Required work =>
Write only the number of lines in the entries below that contain the word "Uuid".

Excerpted data =>
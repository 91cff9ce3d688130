//! Axum Handlers for the REST API
//!
//! This module contains the logic for handling HTTP requests for call
//! management and room events. It uses `utoipa` doc comments to generate
//! OpenAPI documentation.

use axum::{
    body::Bytes,
    extract::{Path, State},
    http::StatusCode,
    response::{IntoResponse, Json, Response},
};
use std::collections::BTreeMap;
use std::sync::Arc;
use tracing::{error, info, warn};
use triage_core::{AgentKind, CallStatus, CallSummary, RegistryError};
use uuid::Uuid;

use crate::{
    models::{
        AgentInfo, CreateCallPayload, CreateCallResponse, ErrorResponse, HealthResponse,
        MetricsResponse, RoomWebhookPayload, ServiceInfo, WebhookResponse,
    },
    state::AppState,
};

pub enum ApiError {
    BadRequest(String),
    Registry(RegistryError),
    InternalServerError(anyhow::Error),
}

fn registry_status(err: &RegistryError) -> StatusCode {
    match err {
        RegistryError::NotFound(_) => StatusCode::NOT_FOUND,
        RegistryError::AlreadyEnded(_) => StatusCode::CONFLICT,
        RegistryError::CapacityExceeded { .. } => StatusCode::SERVICE_UNAVAILABLE,
        RegistryError::InvalidTransition { .. } => StatusCode::UNPROCESSABLE_ENTITY,
        RegistryError::UpstreamAdapterFailure { .. } => StatusCode::BAD_GATEWAY,
    }
}

impl IntoResponse for ApiError {
    fn into_response(self) -> Response {
        match self {
            ApiError::BadRequest(message) => {
                (StatusCode::BAD_REQUEST, Json(ErrorResponse { message })).into_response()
            }
            ApiError::Registry(err) => {
                let status = registry_status(&err);
                if status.is_server_error() {
                    error!(error = %err, "Call operation failed");
                } else {
                    warn!(error = %err, "Call operation rejected");
                }
                let message = err.to_string();
                (status, Json(ErrorResponse { message })).into_response()
            }
            ApiError::InternalServerError(err) => {
                error!("Internal Server Error: {:?}", err);
                let message = "An internal server error occurred.".to_string();
                (
                    StatusCode::INTERNAL_SERVER_ERROR,
                    Json(ErrorResponse { message }),
                )
                    .into_response()
            }
        }
    }
}

impl From<RegistryError> for ApiError {
    fn from(err: RegistryError) -> Self {
        Self::Registry(err)
    }
}

impl From<anyhow::Error> for ApiError {
    fn from(err: anyhow::Error) -> Self {
        Self::InternalServerError(err)
    }
}

/// Service information.
#[utoipa::path(
    get,
    path = "/",
    responses((status = 200, description = "Service information", body = ServiceInfo))
)]
pub async fn root() -> Json<ServiceInfo> {
    Json(ServiceInfo {
        service: "Medical Office Triage".to_string(),
        version: env!("CARGO_PKG_VERSION").to_string(),
        status: "running".to_string(),
        agents: AgentKind::ALL.to_vec(),
    })
}

/// Liveness check with registry counters.
#[utoipa::path(
    get,
    path = "/health",
    responses((status = 200, description = "Service is healthy", body = HealthResponse))
)]
pub async fn health(State(state): State<Arc<AppState>>) -> Json<HealthResponse> {
    Json(HealthResponse {
        status: "healthy".to_string(),
        calls: state.registry.stats(),
        pipelines_connected: state.hub.connected(),
    })
}

/// Registry counters and the distribution of live calls over agents.
#[utoipa::path(
    get,
    path = "/metrics",
    responses((status = 200, description = "Call metrics", body = MetricsResponse))
)]
pub async fn metrics(State(state): State<Arc<AppState>>) -> Json<MetricsResponse> {
    let mut calls_by_agent: BTreeMap<String, usize> = AgentKind::ALL
        .iter()
        .map(|kind| (kind.to_string(), 0))
        .collect();
    for call in state
        .registry
        .list()
        .into_iter()
        .filter(|call| call.status != CallStatus::Ended)
    {
        *calls_by_agent.entry(call.agent.to_string()).or_default() += 1;
    }

    Json(MetricsResponse {
        calls: state.registry.stats(),
        calls_by_agent,
        pipelines_connected: state.hub.connected(),
        max_concurrent_calls: state.registry.config().max_concurrent_calls,
    })
}

/// List the agents a call can be routed between.
#[utoipa::path(
    get,
    path = "/agents",
    responses((status = 200, description = "Agent catalog", body = [AgentInfo]))
)]
pub async fn list_agents(State(state): State<Arc<AppState>>) -> Json<Vec<AgentInfo>> {
    Json(
        state
            .registry
            .catalog()
            .iter()
            .map(|agent| AgentInfo::from(agent.as_ref()))
            .collect(),
    )
}

/// Start a new call. The call is owned by the triage agent.
#[utoipa::path(
    post,
    path = "/calls",
    request_body(content = CreateCallPayload, description = "Optional; an empty body starts an anonymous call"),
    responses(
        (status = 201, description = "Call created successfully", body = CreateCallResponse),
        (status = 400, description = "Bad request", body = ErrorResponse),
        (status = 503, description = "Too many concurrent calls", body = ErrorResponse)
    )
)]
pub async fn create_call(
    State(state): State<Arc<AppState>>,
    body: Bytes,
) -> Result<impl IntoResponse, ApiError> {
    let payload = if body.iter().all(u8::is_ascii_whitespace) {
        CreateCallPayload::default()
    } else {
        serde_json::from_slice::<CreateCallPayload>(&body)
            .map_err(|e| ApiError::BadRequest(format!("Invalid call request: {}", e)))?
    };

    let call = state
        .registry
        .create_with_metadata(payload.patient_name, payload.metadata.unwrap_or_default())?;
    Ok((StatusCode::CREATED, Json(CreateCallResponse::from(call))))
}

/// List all calls still held by the registry.
#[utoipa::path(
    get,
    path = "/calls",
    responses((status = 200, description = "List of calls", body = [CallSummary]))
)]
pub async fn list_calls(State(state): State<Arc<AppState>>) -> Json<Vec<CallSummary>> {
    Json(state.registry.list())
}

/// Get a specific call by its ID.
#[utoipa::path(
    get,
    path = "/calls/{id}",
    responses(
        (status = 200, description = "Call details", body = CallSummary),
        (status = 404, description = "Call not found", body = ErrorResponse)
    ),
    params(("id" = Uuid, Path, description = "Call ID"))
)]
pub async fn get_call(
    State(state): State<Arc<AppState>>,
    Path(id): Path<Uuid>,
) -> Result<Json<CallSummary>, ApiError> {
    Ok(Json(state.registry.get(id)?))
}

/// End a call.
#[utoipa::path(
    post,
    path = "/calls/{id}/end",
    responses(
        (status = 200, description = "Call ended", body = CallSummary),
        (status = 404, description = "Call not found", body = ErrorResponse),
        (status = 409, description = "Call already ended", body = ErrorResponse),
        (status = 502, description = "Call ended but the voice pipeline failed to tear down", body = ErrorResponse)
    ),
    params(("id" = Uuid, Path, description = "Call ID"))
)]
pub async fn end_call(
    State(state): State<Arc<AppState>>,
    Path(id): Path<Uuid>,
) -> Result<Json<CallSummary>, ApiError> {
    Ok(Json(state.registry.end(id)?))
}

/// Receive a room lifecycle event from the media server.
///
/// Events for unknown rooms, for calls that have already ended, and event
/// types this service does not act on are accepted and ignored.
#[utoipa::path(
    post,
    path = "/rooms/webhook",
    request_body = RoomWebhookPayload,
    responses(
        (status = 200, description = "Event accepted", body = WebhookResponse),
        (status = 400, description = "Bad request", body = ErrorResponse)
    )
)]
pub async fn room_webhook(
    State(state): State<Arc<AppState>>,
    Json(payload): Json<RoomWebhookPayload>,
) -> Result<Json<WebhookResponse>, ApiError> {
    let Some(call_id) = state.registry.find_by_room(&payload.room.name) else {
        info!(room = %payload.room.name, event = %payload.event, "Ignoring event for unknown room");
        return Ok(Json(WebhookResponse {
            handled: false,
            call_id: None,
        }));
    };

    let result = match payload.event.as_str() {
        "room_started" => state.registry.mark_active(call_id).map(|_| true),
        "participant_joined" => state.registry.mark_active(call_id).and_then(|_| {
            match &payload.participant {
                Some(participant) => state
                    .registry
                    .record_participant(call_id, &participant.identity)
                    .map(|_| true),
                None => Ok(true),
            }
        }),
        "room_finished" => state.registry.end(call_id).map(|_| true),
        other => {
            info!(call_id = %call_id, event = %other, "Ignoring room event");
            Ok(false)
        }
    };

    let handled = match result {
        Ok(handled) => handled,
        Err(RegistryError::AlreadyEnded(_)) => {
            info!(call_id = %call_id, event = %payload.event, "Ignoring event for ended call");
            false
        }
        Err(err) => return Err(err.into()),
    };

    Ok(Json(WebhookResponse {
        handled,
        call_id: Some(call_id),
    }))
}
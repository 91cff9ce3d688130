//! WebSocket Voice Pipeline Adapter
//!
//! This module connects a voice pipeline to a call over a WebSocket:
//!
//! - `protocol`: Defines the JSON message format between pipeline and server.
//! - `session`: Manages the connection lifecycle, from attach to teardown.
//! - `cycle`: Runs one conversational turn of the current agent, with tool calls.

mod cycle;
pub mod protocol;
pub mod session;

pub use session::ws_handler;
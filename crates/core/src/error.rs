use crate::agent::AgentKind;
use thiserror::Error;
use uuid::Uuid;

/// Failures surfaced by the call registry and the signal router.
///
/// None of these are fatal to the process; each concerns a single call.
#[derive(Error, Debug, Clone, PartialEq, Eq)]
pub enum RegistryError {
    #[error("Call '{0}' not found")]
    NotFound(Uuid),

    #[error("Call '{0}' has already ended")]
    AlreadyEnded(Uuid),

    #[error("Maximum of {limit} concurrent calls reached")]
    CapacityExceeded { limit: usize },

    #[error("Call '{call_id}': agent '{from}' cannot hand off to '{to}'")]
    InvalidTransition {
        call_id: Uuid,
        from: AgentKind,
        to: AgentKind,
    },

    #[error("Voice pipeline failure for call '{call_id}': {reason}")]
    UpstreamAdapterFailure { call_id: Uuid, reason: String },
}

/// Failures reported by a voice pipeline when asked to act on a call.
#[derive(Error, Debug, Clone, PartialEq, Eq)]
pub enum PipelineError {
    #[error("Pipeline for call '{0}' has disconnected")]
    Disconnected(Uuid),

    #[error("Pipeline for call '{call_id}' failed: {reason}")]
    Failed { call_id: Uuid, reason: String },
}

Reply =>
12